[Dataset entries]
▬▬▬▬▬▬▬▬▬▬
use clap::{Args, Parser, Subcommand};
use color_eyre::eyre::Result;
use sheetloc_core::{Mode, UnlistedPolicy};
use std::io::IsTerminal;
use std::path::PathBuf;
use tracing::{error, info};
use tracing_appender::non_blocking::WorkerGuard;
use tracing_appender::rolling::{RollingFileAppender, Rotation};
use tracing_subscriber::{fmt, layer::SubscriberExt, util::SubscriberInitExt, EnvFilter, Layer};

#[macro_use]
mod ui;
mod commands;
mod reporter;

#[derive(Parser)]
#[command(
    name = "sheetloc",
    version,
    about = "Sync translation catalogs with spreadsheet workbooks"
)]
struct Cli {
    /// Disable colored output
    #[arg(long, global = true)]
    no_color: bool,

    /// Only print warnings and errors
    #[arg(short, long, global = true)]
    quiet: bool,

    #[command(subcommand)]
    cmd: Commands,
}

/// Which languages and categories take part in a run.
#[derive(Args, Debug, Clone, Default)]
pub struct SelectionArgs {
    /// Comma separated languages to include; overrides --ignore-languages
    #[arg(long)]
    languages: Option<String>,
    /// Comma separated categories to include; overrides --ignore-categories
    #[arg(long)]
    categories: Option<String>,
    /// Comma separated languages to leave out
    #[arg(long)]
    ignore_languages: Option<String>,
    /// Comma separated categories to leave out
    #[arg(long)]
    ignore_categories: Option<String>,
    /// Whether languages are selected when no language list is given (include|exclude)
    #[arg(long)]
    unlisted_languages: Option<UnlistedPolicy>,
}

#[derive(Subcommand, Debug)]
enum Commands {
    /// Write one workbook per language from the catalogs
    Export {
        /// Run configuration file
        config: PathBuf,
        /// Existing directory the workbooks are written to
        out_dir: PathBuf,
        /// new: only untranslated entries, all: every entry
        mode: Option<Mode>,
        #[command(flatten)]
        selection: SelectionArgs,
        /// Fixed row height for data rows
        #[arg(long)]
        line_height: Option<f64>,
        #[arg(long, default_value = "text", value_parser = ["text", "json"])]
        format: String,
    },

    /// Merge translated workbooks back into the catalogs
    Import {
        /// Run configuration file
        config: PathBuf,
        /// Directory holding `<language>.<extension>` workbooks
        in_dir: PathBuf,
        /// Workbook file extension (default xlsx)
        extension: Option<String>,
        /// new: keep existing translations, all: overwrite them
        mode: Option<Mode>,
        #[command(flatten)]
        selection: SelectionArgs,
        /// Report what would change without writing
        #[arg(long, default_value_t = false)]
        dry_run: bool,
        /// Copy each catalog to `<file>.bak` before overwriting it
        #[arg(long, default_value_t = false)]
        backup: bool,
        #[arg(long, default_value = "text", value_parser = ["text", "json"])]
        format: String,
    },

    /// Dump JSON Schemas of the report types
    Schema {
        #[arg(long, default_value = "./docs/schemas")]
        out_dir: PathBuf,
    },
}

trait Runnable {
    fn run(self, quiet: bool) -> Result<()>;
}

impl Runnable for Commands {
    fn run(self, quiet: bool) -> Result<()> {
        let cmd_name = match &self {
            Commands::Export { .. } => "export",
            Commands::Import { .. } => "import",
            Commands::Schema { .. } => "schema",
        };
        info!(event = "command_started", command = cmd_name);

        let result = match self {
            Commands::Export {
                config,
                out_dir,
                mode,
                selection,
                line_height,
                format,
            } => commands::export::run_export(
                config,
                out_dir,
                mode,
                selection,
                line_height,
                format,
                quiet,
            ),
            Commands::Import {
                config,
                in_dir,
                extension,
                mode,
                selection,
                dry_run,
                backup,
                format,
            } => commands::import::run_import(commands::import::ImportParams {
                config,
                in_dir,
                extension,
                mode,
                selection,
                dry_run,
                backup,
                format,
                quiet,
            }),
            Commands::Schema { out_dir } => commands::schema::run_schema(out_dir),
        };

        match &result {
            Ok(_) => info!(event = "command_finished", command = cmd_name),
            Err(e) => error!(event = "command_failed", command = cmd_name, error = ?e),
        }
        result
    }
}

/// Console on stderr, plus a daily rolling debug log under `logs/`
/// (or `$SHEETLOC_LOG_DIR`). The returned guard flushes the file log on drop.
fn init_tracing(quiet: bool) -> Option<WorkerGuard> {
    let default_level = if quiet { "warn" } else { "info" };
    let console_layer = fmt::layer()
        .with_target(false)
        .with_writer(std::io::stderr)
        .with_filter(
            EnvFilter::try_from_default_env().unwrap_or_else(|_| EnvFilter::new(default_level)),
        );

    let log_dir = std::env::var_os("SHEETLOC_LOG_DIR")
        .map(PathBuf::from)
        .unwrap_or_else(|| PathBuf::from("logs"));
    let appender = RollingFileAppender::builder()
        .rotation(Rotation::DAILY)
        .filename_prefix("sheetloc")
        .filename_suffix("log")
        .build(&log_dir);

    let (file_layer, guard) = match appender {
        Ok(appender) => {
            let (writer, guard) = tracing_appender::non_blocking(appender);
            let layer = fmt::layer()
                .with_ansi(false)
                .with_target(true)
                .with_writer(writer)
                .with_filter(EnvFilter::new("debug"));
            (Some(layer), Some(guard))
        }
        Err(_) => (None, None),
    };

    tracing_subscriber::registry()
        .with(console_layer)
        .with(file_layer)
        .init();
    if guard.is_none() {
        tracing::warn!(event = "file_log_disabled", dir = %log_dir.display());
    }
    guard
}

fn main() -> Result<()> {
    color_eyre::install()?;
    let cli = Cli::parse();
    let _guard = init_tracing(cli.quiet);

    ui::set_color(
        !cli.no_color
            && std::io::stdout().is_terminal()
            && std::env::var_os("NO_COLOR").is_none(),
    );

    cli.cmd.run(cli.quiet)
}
▬▬▬▬▬▬▬▬▬▬
WHAT YOU WILL DO:
Line by line, copy the data above exactly as it reads.

SOLUTION BELOW:
use clap::{Args, Parser, Subcommand};
use color_eyre::eyre::Result;
use sheetloc_core::{Mode, UnlistedPolicy};
use std::io::IsTerminal;
use std::path::PathBuf;
use tracing::{error, info};
use tracing_appender::non_blocking::WorkerGuard;
use tracing_appender::rolling::{RollingFileAppender, Rotation};
use tracing_subscriber::{fmt, layer::SubscriberExt, util::SubscriberInitExt, EnvFilter, Layer};

#[macro_use]
mod ui;
mod commands;
mod reporter;

#[derive(Parser)]
#[command(
    name = "sheetloc",
    version,
    about = "Sync translation catalogs with spreadsheet workbooks"
)]
struct Cli {
    /// Disable colored output
    #[arg(long, global = true)]
    no_color: bool,

    /// Only print warnings and errors
    #[arg(short, long, global = true)]
    quiet: bool,

    #[command(subcommand)]
    cmd: Commands,
}

/// Which languages and categories take part in a run.
#[derive(Args, Debug, Clone, Default)]
pub struct SelectionArgs {
    /// Comma separated languages to include; overrides --ignore-languages
    #[arg(long)]
    languages: Option<String>,
    /// Comma separated categories to include; overrides --ignore-categories
    #[arg(long)]
    categories: Option<String>,
    /// Comma separated languages to leave out
    #[arg(long)]
    ignore_languages: Option<String>,
    /// Comma separated categories to leave out
    #[arg(long)]
    ignore_categories: Option<String>,
    /// Whether languages are selected when no language list is given (include|exclude)
    #[arg(long)]
    unlisted_languages: Option<UnlistedPolicy>,
}

#[derive(Subcommand, Debug)]
enum Commands {
    /// Write one workbook per language from the catalogs
    Export {
        /// Run configuration file
        config: PathBuf,
        /// Existing directory the workbooks are written to
        out_dir: PathBuf,
        /// new: only untranslated entries, all: every entry
        mode: Option<Mode>,
        #[command(flatten)]
        selection: SelectionArgs,
        /// Fixed row height for data rows
        #[arg(long)]
        line_height: Option<f64>,
        #[arg(long, default_value = "text", value_parser = ["text", "json"])]
        format: String,
    },

    /// Merge translated workbooks back into the catalogs
    Import {
        /// Run configuration file
        config: PathBuf,
        /// Directory holding `<language>.<extension>` workbooks
        in_dir: PathBuf,
        /// Workbook file extension (default xlsx)
        extension: Option<String>,
        /// new: keep existing translations, all: overwrite them
        mode: Option<Mode>,
        #[command(flatten)]
        selection: SelectionArgs,
        /// Report what would change without writing
        #[arg(long, default_value_t = false)]
        dry_run: bool,
        /// Copy each catalog to `<file>.bak` before overwriting it
        #[arg(long, default_value_t = false)]
        backup: bool,
        #[arg(long, default_value = "text", value_parser = ["text", "json"])]
        format: String,
    },

    /// Dump JSON Schemas of the report types
    Schema {
        #[arg(long, default_value = "./docs/schemas")]
        out_dir: PathBuf,
    },
}

trait Runnable {
    fn run(self, quiet: bool) -> Result<()>;
}

impl Runnable for Commands {
    fn run(self, quiet: bool) -> Result<()> {
        let cmd_name = match &self {
            Commands::Export { .. } => "export",
            Commands::Import { .. } => "import",
            Commands::Schema { .. } => "schema",
        };
        info!(event = "command_started", command = cmd_name);

        let result = match self {
            Commands::Export {
                config,
                out_dir,
                mode,
                selection,
                line_height,
                format,
            } => commands::export::run_export(
                config,
                out_dir,
                mode,
                selection,
                line_height,
                format,
                quiet,
            ),
            Commands::Import {
                config,
                in_dir,
                extension,
                mode,
                selection,
                dry_run,
                backup,
                format,
            } => commands::import::run_import(commands::import::ImportParams {
                config,
                in_dir,
                extension,
                mode,
                selection,
                dry_run,
                backup,
                format,
                quiet,
            }),
            Commands::Schema { out_dir } => commands::schema::run_schema(out_dir),
        };

        match &result {
            Ok(_) => info!(event = "command_finished", command = cmd_name),
            Err(e) => error!(event = "command_failed", command = cmd_name, error = ?e),
        }
        result
    }
}

/// Console on stderr, plus a daily rolling debug log under `logs/`
/// (or `$SHEETLOC_LOG_DIR`). The returned guard flushes the file log on drop.
fn init_tracing(quiet: bool) -> Option<WorkerGuard> {
    let default_level = if quiet { "warn" } else { "info" };
    let console_layer = fmt::layer()
        .with_target(false)
        .with_writer(std::io::stderr)
        .with_filter(
            EnvFilter::try_from_default_env().unwrap_or_else(|_| EnvFilter::new(default_level)),
        );

    let log_dir = std::env::var_os("SHEETLOC_LOG_DIR")
        .map(PathBuf::from)
        .unwrap_or_else(|| PathBuf::from("logs"));
    let appender = RollingFileAppender::builder()
        .rotation(Rotation::DAILY)
        .filename_prefix("sheetloc")
        .filename_suffix("log")
        .build(&log_dir);

    let (file_layer, guard) = match appender {
        Ok(appender) => {
            let (writer, guard) = tracing_appender::non_blocking(appender);
            let layer = fmt::layer()
                .with_ansi(false)
                .with_target(true)
                .with_writer(writer)
                .with_filter(EnvFilter::new("debug"));
            (Some(layer), Some(guard))
        }
        Err(_) => (None, None),
    };

    tracing_subscriber::registry()
        .with(console_layer)
        .with(file_layer)
        .init();
    if guard.is_none() {
        tracing::warn!(event = "file_log_disabled", dir = %log_dir.display());
    }
    guard
}

fn main() -> Result<()> {
    color_eyre::install()?;
    let cli = Cli::parse();
    let _guard = init_tracing(cli.quiet);

    ui::set_color(
        !cli.no_color
            && std::io::stdout().is_terminal()
            && std::env::var_os("NO_COLOR").is_none(),
    );

    cli.cmd.run(cli.quiet)
}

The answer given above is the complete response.